Launching in autonomous mode, your rover can navigate and map autonomously.

Note: running the simulator with different choices of resolution and graphic quality may produce different results, particularly on different machines!

The rover is running well in the simulations with average 60 FPS but not perfect.

The Failure

  1. The rover is having difficulty in navigating around with the big stones and small stones.

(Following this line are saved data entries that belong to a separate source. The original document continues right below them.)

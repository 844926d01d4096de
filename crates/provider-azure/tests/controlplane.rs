use std::sync::Arc;

use extensions::apis::cluster::Hibernation;
use extensions::apis::extensions::{ControlPlane, ControlPlaneSpec, SecretReference};
use extensions::checksum::compute_secret_checksum;
use extensions::controlplane::{Actuator, GenericActuator};
use extensions::imagevector::ImageVector;
use extensions::testing::{cluster, FakeChartRenderer, FakeSecretsDeployer, FakeSeedClient};
use k8s_openapi::api::apps::v1::{Deployment, DeploymentSpec};
use k8s_openapi::api::core::v1::{ConfigMap, Secret};
use k8s_openapi::ByteString;
use kube::api::ObjectMeta;
use provider_azure::controlplane::{charts, AzureValuesProvider};
use serde_json::json;

const NAMESPACE: &str = "shoot--dev--test";

const IMAGES: &str = r#"
images:
- name: cloud-controller-manager
  repository: k8s.gcr.io/hyperkube
  tag: v1.13.5
"#;

fn credentials() -> Secret {
    Secret {
        metadata: ObjectMeta {
            name: Some("cloudprovider".to_owned()),
            namespace: Some(NAMESPACE.to_owned()),
            ..Default::default()
        },
        data: Some(
            [
                ("clientID", "C"),
                ("clientSecret", "S"),
                ("subscriptionID", "Sub"),
                ("tenantID", "T"),
            ]
            .iter()
            .map(|(k, v)| ((*k).to_owned(), ByteString(v.as_bytes().to_vec())))
            .collect(),
        ),
        ..Default::default()
    }
}

fn control_plane() -> ControlPlane {
    let mut cp = ControlPlane::new(
        "control-plane",
        ControlPlaneSpec {
            type_: "azure".to_owned(),
            region: "westeurope".to_owned(),
            secret_ref: SecretReference {
                name: "cloudprovider".to_owned(),
                namespace: None,
            },
            purpose: None,
            provider_config: None,
            infrastructure_provider_status: Some(json!({
                "apiVersion": "azure.provider.extensions.gardener.cloud/v1alpha1",
                "kind": "InfrastructureStatus",
                "resourceGroup": {"name": "rg-abcd1234"},
                "networks": {
                    "vnet": {"name": "vnet-abcd1234"},
                    "subnets": [{"name": "subnet-abcd1234-nodes", "purpose": "nodes"}]
                },
                "routeTables": [{"purpose": "nodes", "name": "route-table-name"}],
                "securityGroups": [{"purpose": "nodes", "name": "security-group-name-workers"}],
                "zoned": true
            })),
        },
    );
    cp.metadata.namespace = Some(NAMESPACE.to_owned());
    cp
}

fn kube_apiserver(replicas: i32) -> Deployment {
    Deployment {
        metadata: ObjectMeta {
            name: Some("kube-apiserver".to_owned()),
            namespace: Some(NAMESPACE.to_owned()),
            ..Default::default()
        },
        spec: Some(DeploymentSpec {
            replicas: Some(replicas),
            ..Default::default()
        }),
        ..Default::default()
    }
}

fn renderer() -> Arc<FakeChartRenderer> {
    let renderer = Arc::new(FakeChartRenderer::new());
    renderer.add_template_fn("cloud-provider-config", |values| {
        format!(
            "apiVersion: v1\nkind: ConfigMap\nmetadata:\n  name: cloud-provider-config\ndata:\n  cloudprovider.conf: |\n    tenantId: {}\n    subnetName: {}\n",
            values["tenantId"].as_str().unwrap_or_default(),
            values["subnetName"].as_str().unwrap_or_default(),
        )
    });
    renderer.add_template_fn("seed-controlplane", |values| {
        let ccm = &values["cloud-controller-manager"];
        format!(
            "apiVersion: apps/v1\nkind: Deployment\nmetadata:\n  name: cloud-controller-manager\nspec:\n  replicas: {}\n  selector:\n    matchLabels:\n      app: cloud-controller-manager\n  template:\n    metadata:\n      annotations: {}\n",
            ccm["replicas"], ccm["podAnnotations"]
        )
    });
    renderer.add_template(
        "shoot-system-components",
        "apiVersion: v1\nkind: ServiceAccount\nmetadata:\n  name: cloud-node-manager\n  namespace: kube-system\n",
    );
    renderer
}

struct Fixture {
    client: Arc<FakeSeedClient>,
    renderer: Arc<FakeChartRenderer>,
    actuator: GenericActuator,
}

fn fixture() -> Fixture {
    let client = Arc::new(FakeSeedClient::new());
    client.insert(&credentials());
    let renderer = renderer();
    let actuator = GenericActuator::new(
        charts(std::path::Path::new("charts")),
        Arc::new(AzureValuesProvider::new(client.clone())),
        Arc::new(FakeSecretsDeployer::new(Vec::new())),
        renderer.clone(),
        client.clone(),
        Arc::new(ImageVector::from_yaml(IMAGES).unwrap()),
    );
    Fixture {
        client,
        renderer,
        actuator,
    }
}

#[tokio::test]
async fn fresh_reconcile_deploys_the_control_plane() {
    let f = fixture();
    let requeue = f
        .actuator
        .reconcile(&control_plane(), &cluster(NAMESPACE, "1.13.4"))
        .await
        .unwrap();
    assert!(!requeue);

    let config_map: ConfigMap = f
        .client
        .typed(NAMESPACE, "ConfigMap", "cloud-provider-config")
        .expect("cloud provider config should exist");
    let config = &config_map.data.unwrap()["cloudprovider.conf"];
    assert!(config.contains("tenantId: T"));
    assert!(config.contains("subnetName: subnet-abcd1234-nodes"));

    let expected = compute_secret_checksum(&credentials().data.unwrap());
    let deployment = f
        .client
        .deployment(NAMESPACE, "cloud-controller-manager")
        .expect("cloud controller manager should exist");
    let annotations = deployment
        .spec
        .unwrap()
        .template
        .metadata
        .unwrap()
        .annotations
        .unwrap();
    assert_eq!(annotations["checksum/secret-cloudprovider"], expected);
    assert!(annotations.contains_key("checksum/configmap-cloud-provider-config"));

    assert!(f
        .client
        .object(NAMESPACE, "ManagedResource", "extension-controlplane-shoot")
        .is_some());

    let values = f.renderer.last_values("seed-controlplane").unwrap();
    assert_eq!(
        values["images"]["cloud-controller-manager"],
        "k8s.gcr.io/hyperkube:v1.13.5"
    );
    assert_eq!(values["cloud-controller-manager"]["clusterName"], NAMESPACE);
}

#[tokio::test]
async fn hibernation_pauses_before_the_control_plane_chart() {
    let f = fixture();
    f.client.insert(&kube_apiserver(2));
    let mut cluster = cluster(NAMESPACE, "1.13.4");
    cluster.shoot.spec.hibernation = Some(Hibernation {
        enabled: Some(true),
    });

    let requeue = f.actuator.reconcile(&control_plane(), &cluster).await.unwrap();
    assert!(requeue);
    assert!(!f.client.was_applied("Deployment", "cloud-controller-manager"));
    assert_eq!(f.renderer.renders("seed-controlplane"), 0);
}

#[tokio::test]
async fn hibernated_control_plane_is_scaled_down() {
    let f = fixture();
    f.client.insert(&kube_apiserver(0));
    let mut cluster = cluster(NAMESPACE, "1.13.4");
    cluster.shoot.spec.hibernation = Some(Hibernation {
        enabled: Some(true),
    });

    let requeue = f.actuator.reconcile(&control_plane(), &cluster).await.unwrap();
    assert!(!requeue);
    let deployment = f
        .client
        .deployment(NAMESPACE, "cloud-controller-manager")
        .unwrap();
    assert_eq!(deployment.spec.unwrap().replicas, Some(0));
}

#[tokio::test]
async fn missing_infrastructure_status_fails() {
    let f = fixture();
    let mut cp = control_plane();
    cp.spec.infrastructure_provider_status = None;
    let err = f
        .actuator
        .reconcile(&cp, &cluster(NAMESPACE, "1.13.4"))
        .await
        .unwrap_err();
    assert!(err
        .chain()
        .any(|cause| matches!(
            cause.downcast_ref::<extensions::Error>(),
            Some(extensions::Error::InfrastructureStatusMissing(_))
        )));
}
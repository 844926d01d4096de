//! Reconciliation of `ControlPlane` resources.
//!
//! Providers implement [`ValuesProvider`] and register their charts in
//! [`ControlPlaneCharts`]; the [`GenericActuator`] does everything else. A
//! reconcile walks a fixed chain of states (secrets, config chart, checksums,
//! hibernation check, control plane chart, shoot chart, storage classes) and
//! stops early while the cluster is on its way into or out of hibernation.

mod generic;
mod state;

use std::sync::Arc;

use anyhow::Context;
use serde_json::{json, Value};
use tracing::debug;

use crate::apis::cluster::ClusterContext;
use crate::apis::extensions::{ControlPlane, Purpose};
use crate::chart::Chart;
use crate::checksum::Checksums;
use crate::client::ClusterReader;
use crate::controller::Reconciler;
use crate::error::Error;

pub use generic::GenericActuator;

/// Name of the managed resource holding the shoot side chart.
pub const SHOOT_CHART_RESOURCE_NAME: &str = "extension-controlplane-shoot";
/// Name of the managed resource holding the storage classes.
pub const STORAGE_CLASSES_CHART_RESOURCE_NAME: &str = "extension-controlplane-storageclasses";
/// Name of the API server deployment in the shoot's seed namespace.
pub const KUBE_APISERVER_DEPLOYMENT_NAME: &str = "kube-apiserver";

/// Reconciles and deletes control planes.
#[async_trait::async_trait]
pub trait Actuator: Send + Sync {
    /// Drives the control plane towards its desired state. Returns `true` if
    /// the caller should reconcile again after a while even though nothing
    /// failed.
    async fn reconcile(&self, cp: &ControlPlane, cluster: &ClusterContext) -> anyhow::Result<bool>;

    /// Removes everything the reconcile created.
    async fn delete(&self, cp: &ControlPlane, cluster: &ClusterContext) -> anyhow::Result<()>;
}

/// Computes provider specific chart values.
#[async_trait::async_trait]
pub trait ValuesProvider: Send + Sync {
    /// Values of the config chart.
    async fn config_chart_values(
        &self,
        _cp: &ControlPlane,
        _cluster: &ClusterContext,
    ) -> anyhow::Result<Value> {
        Ok(json!({}))
    }

    /// Values of the control plane chart. `checksums` holds the checksums of
    /// all deployed secrets, the credentials and the cloud provider config.
    /// `scaled_down` is set while the shoot is hibernated.
    async fn control_plane_chart_values(
        &self,
        cp: &ControlPlane,
        cluster: &ClusterContext,
        checksums: &Checksums,
        scaled_down: bool,
    ) -> anyhow::Result<Value>;

    /// Values of the shoot side chart.
    async fn control_plane_shoot_chart_values(
        &self,
        _cp: &ControlPlane,
        _cluster: &ClusterContext,
    ) -> anyhow::Result<Value> {
        Ok(json!({}))
    }

    /// Values of the storage class chart.
    async fn storage_class_chart_values(
        &self,
        _cp: &ControlPlane,
        _cluster: &ClusterContext,
    ) -> anyhow::Result<Value> {
        Ok(json!({}))
    }
}

/// The charts of one control plane purpose.
#[derive(Clone, Debug)]
pub struct ControlPlaneCharts {
    /// Renders the cloud provider config. Optional.
    pub config: Option<Chart>,
    /// Name of the config map rendered by the config chart, included in the
    /// checksums.
    pub cloud_provider_config_name: Option<String>,
    /// Seed side control plane components.
    pub control_plane: Chart,
    /// Shoot side components, deployed through a managed resource. Optional.
    pub shoot: Option<Chart>,
    /// Storage classes, deployed through a managed resource. Optional.
    pub storage_classes: Option<Chart>,
}

impl ControlPlaneCharts {
    /// Only a control plane chart, as used for the exposure purpose.
    pub fn control_plane_only(chart: Chart) -> Self {
        ControlPlaneCharts {
            config: None,
            cloud_provider_config_name: None,
            control_plane: chart,
            shoot: None,
            storage_classes: None,
        }
    }
}

/// Routes control planes to the actuator of their purpose. Control planes of
/// a purpose without actuator are left alone.
pub struct PurposeActuator {
    normal: Arc<dyn Actuator>,
    exposure: Option<Arc<dyn Actuator>>,
}

impl PurposeActuator {
    /// Creates a router.
    pub fn new(normal: Arc<dyn Actuator>, exposure: Option<Arc<dyn Actuator>>) -> Self {
        PurposeActuator { normal, exposure }
    }

    fn actuator(&self, cp: &ControlPlane) -> Option<&Arc<dyn Actuator>> {
        match cp.purpose() {
            Purpose::Normal => Some(&self.normal),
            Purpose::Exposure => self.exposure.as_ref(),
        }
    }
}

#[async_trait::async_trait]
impl Actuator for PurposeActuator {
    async fn reconcile(&self, cp: &ControlPlane, cluster: &ClusterContext) -> anyhow::Result<bool> {
        match self.actuator(cp) {
            Some(actuator) => actuator.reconcile(cp, cluster).await,
            None => {
                debug!(purpose = ?cp.purpose(), "No actuator for purpose");
                Ok(false)
            }
        }
    }

    async fn delete(&self, cp: &ControlPlane, cluster: &ClusterContext) -> anyhow::Result<()> {
        match self.actuator(cp) {
            Some(actuator) => actuator.delete(cp, cluster).await,
            None => Ok(()),
        }
    }
}

/// Adapts an [`Actuator`] to the controller runtime by looking up the cluster
/// of every control plane.
pub struct ControlPlaneReconciler {
    actuator: Arc<dyn Actuator>,
    clusters: Arc<dyn ClusterReader>,
}

impl ControlPlaneReconciler {
    /// Creates a reconciler.
    pub fn new(actuator: Arc<dyn Actuator>, clusters: Arc<dyn ClusterReader>) -> Self {
        ControlPlaneReconciler { actuator, clusters }
    }

    async fn cluster(&self, cp: &ControlPlane) -> anyhow::Result<Arc<ClusterContext>> {
        let namespace = cp
            .metadata
            .namespace
            .as_deref()
            .ok_or_else(|| Error::invalid("metadata.namespace", "Required", "controlplane has no namespace"))?;
        self.clusters
            .get_cluster(namespace)
            .await
            .with_context(|| format!("could not get cluster for controlplane in namespace '{}'", namespace))
    }
}

#[async_trait::async_trait]
impl Reconciler<ControlPlane> for ControlPlaneReconciler {
    async fn reconcile(&self, cp: &ControlPlane) -> anyhow::Result<bool> {
        let cluster = self.cluster(cp).await?;
        self.actuator.reconcile(cp, &cluster).await
    }

    async fn delete(&self, cp: &ControlPlane) -> anyhow::Result<()> {
        let cluster = self.cluster(cp).await?;
        self.actuator.delete(cp, &cluster).await
    }
}
impl<K: Extension> Controller<K> {
    /// Creates a controller that protects objects with `finalizer`.
    pub fn new(
        reconciler: Arc<dyn Reconciler<K>>,
        status: Arc<dyn StatusUpdater>,
        finalizer: &str,
        config: ControllerConfig,
    ) -> Self {
        Controller {
            reconciler,
            status,
            finalizer: finalizer.to_owned(),
            config,
            extension_type: None,
            failed: Mutex::new(HashMap::new()),
        }
    }

    /// Only handles objects whose `spec.type` is `extension_type`.
    pub fn for_type(mut self, extension_type: &str) -> Self {
        self.extension_type = Some(extension_type.to_owned());
        self
    }

    async fn bounded<T>(&self, call: impl Future<Output = anyhow::Result<T>>) -> anyhow::Result<T> {
        match tokio::time::timeout(self.config.reconcile_timeout, call).await {
            Ok(result) => result,
            Err(_) => Err(Error::Timeout(self.config.reconcile_timeout).into()),
        }
    }

    fn failed_generations(&self) -> std::sync::MutexGuard<'_, HashMap<ObjectKey, Option<i64>>> {
        self.failed.lock().unwrap_or_else(PoisonError::into_inner)
    }

    fn failed_for_good(&self, key: &ObjectKey, object: &K) -> bool {
        if !self.config.ignore_operation_annotation && has_operation_annotation(object) {
            return false;
        }
        self.failed_generations().get(key) == Some(&object.meta().generation)
    }

    async fn write_status(&self, namespace: &str, name: &str, status: Value) {
        if let Err(e) = self.status.patch_status(namespace, name, status).await {
            warn!(%namespace, %name, error = %e, "Could not update status");
        }
    }

    async fn set_finalizers(&self, namespace: &str, name: &str, finalizers: Vec<String>) -> anyhow::Result<()> {
        self.status
            .patch_object(namespace, name, json!({"metadata": {"finalizers": finalizers}}))
            .await
    }

    /// Handles one observed version of an object.
    #[instrument(level = "debug", skip(self, object), fields(namespace = ?object.meta().namespace, name = ?object.meta().name))]
    pub async fn handle(&self, object: &K) -> Outcome {
        let (namespace, name) = match object_key(object) {
            Some(key) => key,
            None => {
                warn!("Ignoring object without name");
                return Outcome::Done;
            }
        };
        if let Some(wanted) = &self.extension_type {
            if object.extension_type() != wanted.as_str() {
                debug!(extension_type = object.extension_type(), "Ignoring object of other type");
                return Outcome::Done;
            }
        }
        let finalizers = object.meta().finalizers.clone().unwrap_or_default();

        if object.meta().deletion_timestamp.is_some() {
            if !has_finalizer(object, &self.finalizer) {
                debug!("Object is being deleted and carries no finalizer of this controller");
                return Outcome::Done;
            }
            info!("Deleting");
            return match self.bounded(self.reconciler.delete(object)).await {
                Ok(()) => {
                    self.write_status(&namespace, &name, status::succeeded(LastOperationType::Delete, "Deleted", None))
                        .await;
                    let remaining = finalizers.into_iter().filter(|f| *f != self.finalizer).collect();
                    match self.set_finalizers(&namespace, &name, remaining).await {
                        Ok(()) => Outcome::Done,
                        Err(e) if is_not_found(&e) => Outcome::Done,
                        Err(e) => {
                            warn!(error = %e, "Could not remove finalizer");
                            Outcome::Retry
                        }
                    }
                }
                Err(e) => {
                    error!(error = %format!("{:#}", e), "Delete failed");
                    self.write_status(&namespace, &name, status::failed(LastOperationType::Delete, last_progress(object), &e))
                        .await;
                    Outcome::Retry
                }
            };
        }

        let key = (namespace.clone(), name.clone());
        if self.failed_for_good(&key, object) {
            debug!("Last reconcile of this generation failed and will not be retried");
            return Outcome::Done;
        }
        if !should_reconcile(object, self.config.ignore_operation_annotation) {
            debug!("Object is up to date");
            return Outcome::Done;
        }

        if !has_finalizer(object, &self.finalizer) {
            let mut with_finalizer = finalizers;
            with_finalizer.push(self.finalizer.clone());
            if let Err(e) = self.set_finalizers(&namespace, &name, with_finalizer).await {
                warn!(error = %e, "Could not add finalizer");
                return Outcome::Retry;
            }
        }

        let operation = operation_type(object);
        info!(?operation, "Reconciling");
        let result = self.bounded(self.reconciler.reconcile(object)).await;
        if result.is_ok() {
            self.failed_generations().remove(&key);
        }
        match result {
            Ok(true) => {
                info!(after = ?self.config.requeue_after, "Requeueing");
                Outcome::RequeueAfter(self.config.requeue_after)
            }
            Ok(false) => {
                let description = format!("Successfully reconciled {}", name);
                self.write_status(
                    &namespace,
                    &name,
                    status::succeeded(operation, description, object.meta().generation),
                )
                .await;
                if has_operation_annotation(object) {
                    let mut annotations = BTreeMap::new();
                    annotations.insert(OPERATION_ANNOTATION, Value::Null);
                    if let Err(e) = self
                        .status
                        .patch_object(&namespace, &name, json!({"metadata": {"annotations": annotations}}))
                        .await
                    {
                        warn!(error = %e, "Could not remove operation annotation");
                    }
                }
                Outcome::Done
            }
            Err(e) => {
                error!(error = %format!("{:#}", e), "Reconcile failed");
                self.write_status(&namespace, &name, status::failed(operation, last_progress(object), &e))
                    .await;
                if is_conflict(&e) {
                    Outcome::RequeueAfter(self.config.backoff_base)
                } else if is_retryable(&e) {
                    Outcome::Retry
                } else {
                    self.failed_generations().insert(key, object.meta().generation);
                    Outcome::Failed
                }
            }
        }
    }

    async fn run_object(
        self: Arc<Self>,
        mut updates: watch::Receiver<K>,
        semaphore: Arc<Semaphore>,
        token: CancellationToken,
    ) {
        let mut backoff = ExponentialBackoffStrategy::new(self.config.backoff_base, self.config.backoff_cap);
        loop {
            let object = updates.borrow().clone();
            let outcome = {
                let _permit = match semaphore.acquire().await {
                    Ok(permit) => permit,
                    Err(_) => return,
                };
                tokio::select! {
                    _ = token.cancelled() => return,
                    outcome = self.handle(&object) => outcome,
                }
            };
            match outcome {
                Outcome::Done => {
                    backoff.reset();
                    tokio::select! {
                        _ = token.cancelled() => return,
                        changed = updates.changed() => if changed.is_err() {
                            return;
                        },
                    }
                }
                Outcome::Failed => {
                    tokio::select! {
                        _ = token.cancelled() => return,
                        changed = updates.changed() => if changed.is_err() {
                            return;
                        },
                    }
                }
                Outcome::RequeueAfter(delay) => {
                    backoff.reset();
                    tokio::select! {
                        _ = token.cancelled() => return,
                        _ = tokio::time::sleep(delay) => (),
                    }
                }
                Outcome::Retry => {
                    let delay = backoff.next_duration();
                    debug!(?delay, "Backing off");
                    tokio::select! {
                        _ = token.cancelled() => return,
                        _ = tokio::time::sleep(delay) => (),
                    }
                }
            }
        }
    }

    fn dispatch(
        self: &Arc<Self>,
        handlers: &mut HashMap<ObjectKey, watch::Sender<K>>,
        object: K,
        semaphore: &Arc<Semaphore>,
        token: &CancellationToken,
    ) {
        let key = match object_key(&object) {
            Some(key) => key,
            None => return,
        };
        let object = match handlers.get(&key) {
            Some(sender) => match sender.send(object) {
                Ok(()) => return,
                Err(watch::error::SendError(object)) => object,
            },
            None => object,
        };
        debug!(namespace = %key.0, name = %key.1, "Starting task for object");
        let (sender, receiver) = watch::channel(object);
        handlers.insert(key, sender);
        tokio::spawn(Arc::clone(self).run_object(receiver, Arc::clone(semaphore), token.clone()));
    }

    /// Watches `api` and handles every object until `token` is cancelled.
    pub async fn run(self: Arc<Self>, api: Api<K>, params: ListParams, token: CancellationToken) {
        let semaphore = Arc::new(Semaphore::new(self.config.max_concurrent_reconciles.max(1)));
        let mut handlers: HashMap<ObjectKey, watch::Sender<K>> = HashMap::new();
        let mut events = watcher::watcher(api, params).boxed();
        info!(kind = %K::kind(&()), "Starting controller");
        loop {
            let event = tokio::select! {
                _ = token.cancelled() => {
                    info!(kind = %K::kind(&()), "Controller is shutting down");
                    return;
                }
                event = events.try_next() => event,
            };
            match event {
                Ok(Some(Event::Applied(object))) => {
                    self.dispatch(&mut handlers, object, &semaphore, &token)
                }
                Ok(Some(Event::Deleted(object))) => {
                    if let Some(key) = object_key(&object) {
                        debug!(namespace = %key.0, name = %key.1, "Object deleted");
                        handlers.remove(&key);
                        self.failed_generations().remove(&key);
                    }
                }
                Ok(Some(Event::Restarted(objects))) => {
                    info!(count = objects.len(), "Watch restarted, resyncing");
                    let current: HashSet<ObjectKey> = objects.iter().filter_map(object_key).collect();
                    handlers.retain(|key, _| current.contains(key));
                    for object in objects {
                        self.dispatch(&mut handlers, object, &semaphore, &token);
                    }
                }
                Ok(None) => {
                    warn!("Watch stream ended");
                    return;
                }
                Err(error) => warn!(?error, "Error streaming object events"),
            }
        }
    }
}
//! Gardener extension for Alibaba Cloud.
//!
//! Two admission ensurers: one for control planes exposed through the
//! seed's load balancers (API server advertise address, etcd backups) and
//! one for kubelets.

#![warn(missing_docs)]

pub mod exposure;
pub mod webhook;

/// Provider type served by this extension.
pub const PROVIDER_NAME: &str = "alicloud";
/// Storage provider of etcd backups in OSS buckets.
pub const STORAGE_PROVIDER: &str = "OSS";
/// Image of the etcd backup sidecar.
pub const ETCD_BACKUP_RESTORE_IMAGE_NAME: &str = "etcd-backup-restore";
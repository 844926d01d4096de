use std::sync::Arc;

use extensions::Config;
use gardener_extensions::Extension;
use provider_alicloud::exposure::ExposureEnsurer;
use provider_alicloud::webhook::AlicloudEnsurer;
use provider_alicloud::PROVIDER_NAME;

#[tokio::main]
async fn main() -> anyhow::Result<()> {
    gardener_extensions::init_logging();
    let config = Config::new_from_flags(PROVIDER_NAME, env!("CARGO_PKG_VERSION"));
    let mut extension = Extension::new(config).await?;
    let seed = extension.seed();
    let images = extension.image_vector().await?;

    extension.add_webhook("/webhooks/controlplane", Arc::new(AlicloudEnsurer::new()));
    extension.add_webhook(
        "/webhooks/controlplaneexposure",
        Arc::new(ExposureEnsurer::new(seed, images)),
    );
    extension.run().await
}
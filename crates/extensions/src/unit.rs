//! systemd unit files as ordered `(section, name, value)` triples.
//!
//! Deserialization keeps line continuations (a trailing `\` followed by a
//! newline) inside the option value, so that a unit that is deserialized and
//! serialized again without changes comes out byte for byte the same as long
//! as it was written in canonical form.

use thiserror::Error;

/// A single `Name=Value` line of a unit file, together with its section.
#[derive(Clone, Debug, PartialEq, Eq)]
pub struct UnitOption {
    /// The section, e.g. `Service`.
    pub section: String,
    /// The option name, e.g. `ExecStart`.
    pub name: String,
    /// The raw option value.
    pub value: String,
}

impl UnitOption {
    /// Creates a new unit option.
    pub fn new(section: &str, name: &str, value: &str) -> Self {
        UnitOption {
            section: section.to_owned(),
            name: name.to_owned(),
            value: value.to_owned(),
        }
    }
}

/// Errors while parsing a unit file.
#[derive(Error, Debug, PartialEq, Eq)]
pub enum UnitError {
    /// An option appeared before the first section header.
    #[error("line {0}: option outside of a section")]
    OptionOutsideSection(usize),
    /// A line is neither a section header, an option, a comment nor blank.
    #[error("line {0}: expected section header or `Name=Value`")]
    Malformed(usize),
    /// A section header is not terminated by `]`.
    #[error("line {0}: unterminated section header")]
    UnterminatedSection(usize),
}

/// Parses unit file content into options, preserving their order.
pub fn deserialize(content: &str) -> Result<Vec<UnitOption>, UnitError> {
    let mut options = Vec::new();
    let mut section: Option<String> = None;
    let mut lines = content.lines().enumerate();

    while let Some((index, raw)) = lines.next() {
        let number = index + 1;
        let line = raw.trim();
        if line.is_empty() || line.starts_with('#') || line.starts_with(';') {
            continue;
        }
        if line.starts_with('[') {
            if !line.ends_with(']') {
                return Err(UnitError::UnterminatedSection(number));
            }
            section = Some(line[1..line.len() - 1].to_owned());
            continue;
        }
        let current = section
            .clone()
            .ok_or(UnitError::OptionOutsideSection(number))?;
        let (name, value) = line.split_once('=').ok_or(UnitError::Malformed(number))?;
        let mut value = value.trim_start().to_owned();
        while value.ends_with('\\') {
            match lines.next() {
                Some((_, next)) => {
                    value.push('\n');
                    value.push_str(next.trim_end());
                }
                None => break,
            }
        }
        options.push(UnitOption {
            section: current,
            name: name.trim_end().to_owned(),
            value,
        });
    }
    Ok(options)
}

/// Renders options into unit file content. Options are grouped by section in
/// the order sections first appear; sections are separated by a blank line.
pub fn serialize(options: &[UnitOption]) -> String {
    let mut sections: Vec<&str> = Vec::new();
    for option in options {
        if !sections.contains(&option.section.as_str()) {
            sections.push(&option.section);
        }
    }

    let mut out = String::new();
    for (i, section) in sections.iter().enumerate() {
        if i > 0 {
            out.push('\n');
        }
        out.push('[');
        out.push_str(section);
        out.push_str("]\n");
        for option in options.iter().filter(|o| o.section == *section) {
            out.push_str(&option.name);
            out.push('=');
            out.push_str(&option.value);
            out.push('\n');
        }
    }
    out
}

/// Splits a command line value (as found in `ExecStart`) into its parts. Both
/// line continuations and plain whitespace separate arguments.
pub fn deserialize_command_line(value: &str) -> Vec<String> {
    value
        .split("\\\n")
        .flat_map(|chunk| chunk.split_whitespace())
        .map(str::to_owned)
        .collect()
}

/// Joins a command line, keeping the first `n` parts on the first line and
/// placing every further part on its own continuation line after `sep`.
pub fn serialize_command_line(command: &[String], n: usize, sep: &str) -> String {
    if command.len() <= n {
        return command.join(" ");
    }
    let head = command[..n].join(" ");
    let tail = command[n..].join(sep);
    if head.is_empty() {
        tail
    } else {
        format!("{}{}{}", head, sep, tail)
    }
}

It makes the rover keep swinging left and right.
  2. I’ve already implemented the unstuck scenario, but it’s still possible to get stuck.
    Future Enhancement
    Nothing is perfect, there’ are always lots of fun works to improve.
  3. Covering all the maps
  4. Using deep learning for stone detection to know better about the environment.
  5. Develop an algorithm to discover the unknown places.